Re: Collections LIST semantics

2024-01-29 Thread Jason Gerlowski
Thanks for calling this out more explicitly; definitelyf worth discussing.

> If a client/caller/user lists collections and then loops them to take
some action on them, it needs to be tolerant of the collection not working;
may seem to not exist.

I'd go even a step further and say that users should always have
error-handling around their calls to Solr.

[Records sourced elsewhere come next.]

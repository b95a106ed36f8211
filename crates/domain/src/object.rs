//! The `Object`: GAIA's single building block. Rooms, items, characters and
//! the system objects that hold shared verbs are all instances of this same
//! type, distinguished only by their attributes and location.

use std::collections::{BTreeMap, BTreeSet};

use chrono::{DateTime, Utc};
use serde::{Deserialize, Serialize};

use crate::ids::{AccountId, ObjectId, Revision};
use crate::value::GValue;

#[derive(Debug, Clone, Serialize, Deserialize)]
pub struct Object {
    pub id: ObjectId,
    pub display_name: String,
    pub description: String,
    /// Ordered to make multiple-inheritance resolution deterministic: a BFS
    /// over this list (left to right) and then each parent's own parents.
    pub parents: Vec<ObjectId>,
    pub attributes: BTreeMap<String, GValue>,
    pub location: Option<ObjectId>,
    pub contents: BTreeSet<ObjectId>,
    pub owner: Option<AccountId>,
    pub created_at: DateTime<Utc>,
    pub updated_at: DateTime<Utc>,
    /// Set by the store on read, threaded back in on write for optimistic
    /// conflict detection. `None` for an object that has never been stored.
    #[serde(skip_serializing_if = "Option::is_none", default)]
    pub revision: Option<Revision>,
}

impl Object {
    pub fn new(id: ObjectId, display_name: impl Into<String>) -> Self {
        let now = Utc::now();
        Self {
            id,
            display_name: display_name.into(),
            description: String::new(),
            parents: Vec::new(),
            attributes: BTreeMap::new(),
            location: None,
            contents: BTreeSet::new(),
            owner: None,
            created_at: now,
            updated_at: now,
            revision: None,
        }
    }

    pub fn with_parents(mut self, parents: Vec<ObjectId>) -> Self {
        self.parents = parents;
        self
    }

    pub fn with_location(mut self, location: ObjectId) -> Self {
        self.location = Some(location);
        self
    }

    pub fn set_attribute(&mut self, name: impl Into<String>, value: GValue) {
        self.attributes.insert(name.into(), value);
        self.touch();
    }

    pub fn remove_attribute(&mut self, name: &str) -> Option<GValue> {
        let removed = self.attributes.remove(name);
        if removed.is_some() {
            self.touch();
        }
        removed
    }

    /// Look up an attribute defined directly on this object, ignoring
    /// inheritance. Inheritance resolution lives in `gaia-app`'s world cache
    /// because it needs access to every ancestor, not just this object.
    pub fn own_attribute(&self, name: &str) -> Option<&GValue> {
        self.attributes.get(name)
    }

    pub fn enter(&mut self, child: ObjectId) {
        self.contents.insert(child);
        self.touch();
    }

    pub fn leave(&mut self, child: &ObjectId) {
        self.contents.remove(child);
        self.touch();
    }

    fn touch(&mut self) {
        self.updated_at = Utc::now();
    }
}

But even so I'm leery of changing the semantics here.  I think the
assumption of most folks is that each entry returned by a "list" exists
fully, unless the response gives more granular info to augment that.  I'd
worry that returning partially-created or partially-deleted collections
would be confusing and unintuitive to most users.  (e.g. Imagine iterating
over a "list", getting a not-found error running some operation on one of
the entries, but still seeing the collection when you call "list" again to
double-check.)

I understand the need for a more scalable API, or a way to detect orphaned
data in ZK.  But I'd personally rather not see us change the LIST semantics
to accomplish that.  If you need the ZK child nodes, is there maybe a
scalable way to invoke ZookeeperInfoHandler to get that information?

Best,

Jason

On Fri, Jan 26, 2024 at 2:46 PM David Smiley  wrote:

> https://issues.apache.org/jira/browse/SOLR-16909
> > Collections LIST command should fetch ZK data, not cached state
>
> I want to get further input from folks that changing the semantics is
> okay.  If the change is applied, LIST will be much faster but it will
> return collections that have not yet been fully constructed or
> deleted.  If a client/caller/user lists collections and then loops
> them to take some action on them, it needs to be tolerant of the
> collection not working; may seem to not exist.  I argue callers should
> *already* behave in this way or it may be brittle to circumstances
> that are hard to reason about.  On the other hand, maybe this would
> increase the frequency of errors to existing clients that didn't
> encounter this in testing?  Shrug.  I could imagine ways to solve this
> but it would add some complexity and it's not clear it's worthwhile.
>
> A related aside: the method ClusterStatus.getCollectionsMap is not
> scalable for clusters with 10K+ collections because it loops every
> collection to fetch the latest stake from ZK, putting a massive load
> on ZK.  Our implementation of collection listing calls it, as does a
> number of places across Solr.  Some could be changed with relative
> ease; some are more thorny.  I'd love to rename this thing, putting
> "slow" in the name so that you think twice before calling it :-)
>
> ~ David Smiley
> Apache Lucene/Solr Search Developer
> http://www.linkedin.com/in/davidwsmiley
>
> -
> To unsubscribe, e-mail: dev-unsubscr...@solr.apache.org
> For additional commands, e-mail: dev-h...@solr.apache.org
>
>


Re: Collections LIST semantics

2024-01-29 Thread Walter Underwood
If a program gets a list from a remote server, then expects that list to be 
accurate when they make calls based on it, well, my kindest thought is 
“charmingly naive”. Really, that is just bad code that hasn’t broken yet.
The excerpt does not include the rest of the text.